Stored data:
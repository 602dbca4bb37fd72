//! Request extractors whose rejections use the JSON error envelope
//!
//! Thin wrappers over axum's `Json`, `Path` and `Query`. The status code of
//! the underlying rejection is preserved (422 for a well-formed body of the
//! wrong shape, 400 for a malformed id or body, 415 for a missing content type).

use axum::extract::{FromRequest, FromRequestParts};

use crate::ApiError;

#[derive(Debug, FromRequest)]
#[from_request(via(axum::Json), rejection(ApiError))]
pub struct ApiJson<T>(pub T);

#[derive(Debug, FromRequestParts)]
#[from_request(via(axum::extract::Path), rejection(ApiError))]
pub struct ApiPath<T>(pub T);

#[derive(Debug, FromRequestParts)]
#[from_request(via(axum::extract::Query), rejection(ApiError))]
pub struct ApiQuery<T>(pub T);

Task item: Find the lines above that contain "axum" and report their number, without comment.

Exercise result: 5